LISTED RECORDS ::
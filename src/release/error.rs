//! Error types for release naming.
//!
//! Each variant identifies the rejected value and the constraint it broke.

use thiserror::Error;

/// Errors arising from invalid release name components.
#[derive(Debug, Clone, PartialEq, Eq, Error)]
pub enum NamingError {
    /// A mod version is empty or cannot be used in a file name.
    #[error("invalid mod version \"{value}\": {reason}")]
    InvalidVersion {
        /// The rejected version string.
        value: String,
        /// Description of the validation failure.
        reason: String,
    },

    /// A module name is empty or cannot be used in a file name.
    #[error("invalid module name \"{value}\": {reason}")]
    InvalidModuleName {
        /// The rejected module name.
        value: String,
        /// Description of the validation failure.
        reason: String,
    },
}

/// Result type alias using [`NamingError`].
pub type Result<T> = std::result::Result<T, NamingError>;
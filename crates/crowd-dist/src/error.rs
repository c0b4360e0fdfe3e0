use thiserror::Error;

#[derive(Debug, Error)]
pub enum DistError {
    #[error("invalid {kind} distribution: {reason}")]
    InvalidParameter { kind: &'static str, reason: String },
}

pub type DistResult<T> = Result<T, DistError>;
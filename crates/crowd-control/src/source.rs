//! The source controller: scheduled creation of agents.
//!
//! Event times come from the configured distribution.  The first event of a
//! repeating distribution fires at the schedule start; following events are
//! sampled from the time of the event just processed, so a long step catches
//! up on every event it skipped over.  A sample that fails to advance past
//! the current event marks the schedule as exhausted, which is how a
//! one-shot distribution ends after its single event.

use crowd_core::{Point2, SimRng, SourceId};
use crowd_dist::{TimeSampler, build_sampler};
use crowd_state::{SourceAttributes, Topography};
use tracing::debug;

use crate::error::{ControlError, ControlResult};

/// Attempts at drawing a random in-shape position before giving up and
/// using the shape center.
const SPAWN_POSITION_TRIES: usize = 100;

/// Drives one source's spawn schedule.
pub struct SourceController {
    attributes: SourceAttributes,
    sampler: Box<dyn TimeSampler>,
    rng: SimRng,
    next_event_secs: Option<f64>,
    spawned_total: u32,
}

impl SourceController {
    pub fn new(attributes: SourceAttributes, mut rng: SimRng) -> ControlResult<Self> {
        let spawner = &attributes.spawner;
        if let Some(end) = spawner.end_time_secs {
            if end < spawner.start_time_secs {
                return Err(ControlError::Config(format!(
                    "source {}: end_time_secs {} precedes start_time_secs {}",
                    attributes.id, end, spawner.start_time_secs
                )));
            }
        }
        let sampler_rng = rng.child(0);
        let mut sampler = build_sampler(&spawner.distribution, sampler_rng)?;
        let first_event = sampler.first_sample(spawner.start_time_secs);

        Ok(Self {
            attributes,
            sampler,
            rng,
            next_event_secs: Some(first_event),
            spawned_total: 0,
        })
    }

    #[inline]
    pub fn source_id(&self) -> SourceId {
        self.attributes.id
    }

    /// Agents created so far.
    pub fn spawned_total(&self) -> u32 {
        self.spawned_total
    }

    /// `true` once no further event can occur.
    pub fn is_exhausted(&self) -> bool {
        self.next_event_secs.is_none()
    }

    /// Fire every pending event up to and including `sim_time_secs`.
    pub fn update(&mut self, sim_time_secs: f64, topography: &mut Topography) {
        while let Some(event_time) = self.next_event_secs {
            if event_time > sim_time_secs {
                break;
            }
            if self.past_end(event_time) || self.remaining_budget() == Some(0) {
                self.next_event_secs = None;
                break;
            }
            self.spawn_event(event_time, topography);
            if self.remaining_budget() == Some(0) {
                self.next_event_secs = None;
                break;
            }
            let following = self.sampler.next_sample(event_time);
            self.next_event_secs = (following > event_time).then_some(following);
        }
    }

    fn past_end(&self, event_time_secs: f64) -> bool {
        self.attributes
            .spawner
            .end_time_secs
            .is_some_and(|end| event_time_secs >= end)
    }

    /// Spawns left under `max_spawn_total`; `None` when uncapped.
    fn remaining_budget(&self) -> Option<u32> {
        self.attributes
            .spawner
            .max_spawn_total
            .map(|cap| cap.saturating_sub(self.spawned_total))
    }

    fn spawn_event(&mut self, event_time_secs: f64, topography: &mut Topography) {
        let count = match self.remaining_budget() {
            Some(remaining) => self.attributes.spawner.event_element_count.min(remaining),
            None => self.attributes.spawner.event_element_count,
        };
        for _ in 0..count {
            let position = self.draw_position();
            let agent = topography.spawn_pedestrian(position);
            if let Some(pedestrian) = topography.pedestrian_mut(agent) {
                pedestrian.set_targets(self.attributes.target_ids.iter().copied());
            }
            self.spawned_total += 1;
            debug!(
                %agent,
                source = %self.attributes.id,
                time = event_time_secs,
                "spawned"
            );
        }
    }

    fn draw_position(&mut self) -> Point2 {
        let shape = &self.attributes.shape;
        if !self.attributes.spawner.spawn_at_random_positions {
            return shape.center();
        }
        let bounds = shape.bounds();
        for _ in 0..SPAWN_POSITION_TRIES {
            let candidate = Point2::new(
                self.rng.gen_range(bounds.x..bounds.x + bounds.width),
                self.rng.gen_range(bounds.y..bounds.y + bounds.height),
            );
            if shape.contains(candidate) {
                return candidate;
            }
        }
        shape.center()
    }
}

INSTRUCTIONS TO FOLLOW :: Leaving each word as it is, reproduce all the material.

SOLUTION TO THIS PROBLEM ::
filename src/release/error.rs
//! Error types for release naming.
//!
//! Each variant identifies the rejected value and the constraint it broke.

use thiserror::Error;

/// Errors arising from invalid release name components.
#[derive(Debug, Clone, PartialEq, Eq, Error)]
pub enum NamingError {
    /// A mod version is empty or cannot be used in a file name.
    #[error("invalid mod version \"{value}\": {reason}")]
    InvalidVersion {
        /// The rejected version string.
        value: String,
        /// Description of the validation failure.
        reason: String,
    },

    /// A module name is empty or cannot be used in a file name.
    #[error("invalid module name \"{value}\": {reason}")]
    InvalidModuleName {
        /// The rejected module name.
        value: String,
        /// Description of the validation failure.
        reason: String,
    },
}

/// Result type alias using [`NamingError`].
pub type Result<T> = std::result::Result<T, NamingError>;
filename crates/crowd-dist/src/error.rs
repository c0b4360e0fdfe3e0
use thiserror::Error;

#[derive(Debug, Error)]
pub enum DistError {
    #[error("invalid {kind} distribution: {reason}")]
    InvalidParameter { kind: &'static str, reason: String },
}

pub type DistResult<T> = Result<T, DistError>;
filename crates/crowd-control/src/source.rs
//! The source controller: scheduled creation of agents.
//!
//! Event times come from the configured distribution.  The first event of a
//! repeating distribution fires at the schedule start; following events are
//! sampled from the time of the event just processed, so a long step catches
//! up on every event it skipped over.  A sample that fails to advance past
//! the current event marks the schedule as exhausted, which is how a
//! one-shot distribution ends after its single event.

use crowd_core::{Point2, SimRng, SourceId};
use crowd_dist::{TimeSampler, build_sampler};
use crowd_state::{SourceAttributes, Topography};
use tracing::debug;

use crate::error::{ControlError, ControlResult};

/// Attempts at drawing a random in-shape position before giving up and
/// using the shape center.
const SPAWN_POSITION_TRIES: usize = 100;

/// Drives one source's spawn schedule.
pub struct SourceController {
    attributes: SourceAttributes,
    sampler: Box<dyn TimeSampler>,
    rng: SimRng,
    next_event_secs: Option<f64>,
    spawned_total: u32,
}

impl SourceController {
    pub fn new(attributes: SourceAttributes, mut rng: SimRng) -> ControlResult<Self> {
        let spawner = &attributes.spawner;
        if let Some(end) = spawner.end_time_secs {
            if end < spawner.start_time_secs {
                return Err(ControlError::Config(format!(
                    "source {}: end_time_secs {} precedes start_time_secs {}",
                    attributes.id, end, spawner.start_time_secs
                )));
            }
        }
        let sampler_rng = rng.child(0);
        let mut sampler = build_sampler(&spawner.distribution, sampler_rng)?;
        let first_event = sampler.first_sample(spawner.start_time_secs);

        Ok(Self {
            attributes,
            sampler,
            rng,
            next_event_secs: Some(first_event),
            spawned_total: 0,
        })
    }

    #[inline]
    pub fn source_id(&self) -> SourceId {
        self.attributes.id
    }

    /// Agents created so far.
    pub fn spawned_total(&self) -> u32 {
        self.spawned_total
    }

    /// `true` once no further event can occur.
    pub fn is_exhausted(&self) -> bool {
        self.next_event_secs.is_none()
    }

    /// Fire every pending event up to and including `sim_time_secs`.
    pub fn update(&mut self, sim_time_secs: f64, topography: &mut Topography) {
        while let Some(event_time) = self.next_event_secs {
            if event_time > sim_time_secs {
                break;
            }
            if self.past_end(event_time) || self.remaining_budget() == Some(0) {
                self.next_event_secs = None;
                break;
            }
            self.spawn_event(event_time, topography);
            if self.remaining_budget() == Some(0) {
                self.next_event_secs = None;
                break;
            }
            let following = self.sampler.next_sample(event_time);
            self.next_event_secs = (following > event_time).then_some(following);
        }
    }

    fn past_end(&self, event_time_secs: f64) -> bool {
        self.attributes
            .spawner
            .end_time_secs
            .is_some_and(|end| event_time_secs >= end)
    }

    /// Spawns left under `max_spawn_total`; `None` when uncapped.
    fn remaining_budget(&self) -> Option<u32> {
        self.attributes
            .spawner
            .max_spawn_total
            .map(|cap| cap.saturating_sub(self.spawned_total))
    }

    fn spawn_event(&mut self, event_time_secs: f64, topography: &mut Topography) {
        let count = match self.remaining_budget() {
            Some(remaining) => self.attributes.spawner.event_element_count.min(remaining),
            None => self.attributes.spawner.event_element_count,
        };
        for _ in 0..count {
            let position = self.draw_position();
            let agent = topography.spawn_pedestrian(position);
            if let Some(pedestrian) = topography.pedestrian_mut(agent) {
                pedestrian.set_targets(self.attributes.target_ids.iter().copied());
            }
            self.spawned_total += 1;
            debug!(
                %agent,
                source = %self.attributes.id,
                time = event_time_secs,
                "spawned"
            );
        }
    }

    fn draw_position(&mut self) -> Point2 {
        let shape = &self.attributes.shape;
        if !self.attributes.spawner.spawn_at_random_positions {
            return shape.center();
        }
        let bounds = shape.bounds();
        for _ in 0..SPAWN_POSITION_TRIES {
            let candidate = Point2::new(
                self.rng.gen_range(bounds.x..bounds.x + bounds.width),
                self.rng.gen_range(bounds.y..bounds.y + bounds.height),
            );
            if shape.contains(candidate) {
                return candidate;
            }
        }
        shape.center()
    }
}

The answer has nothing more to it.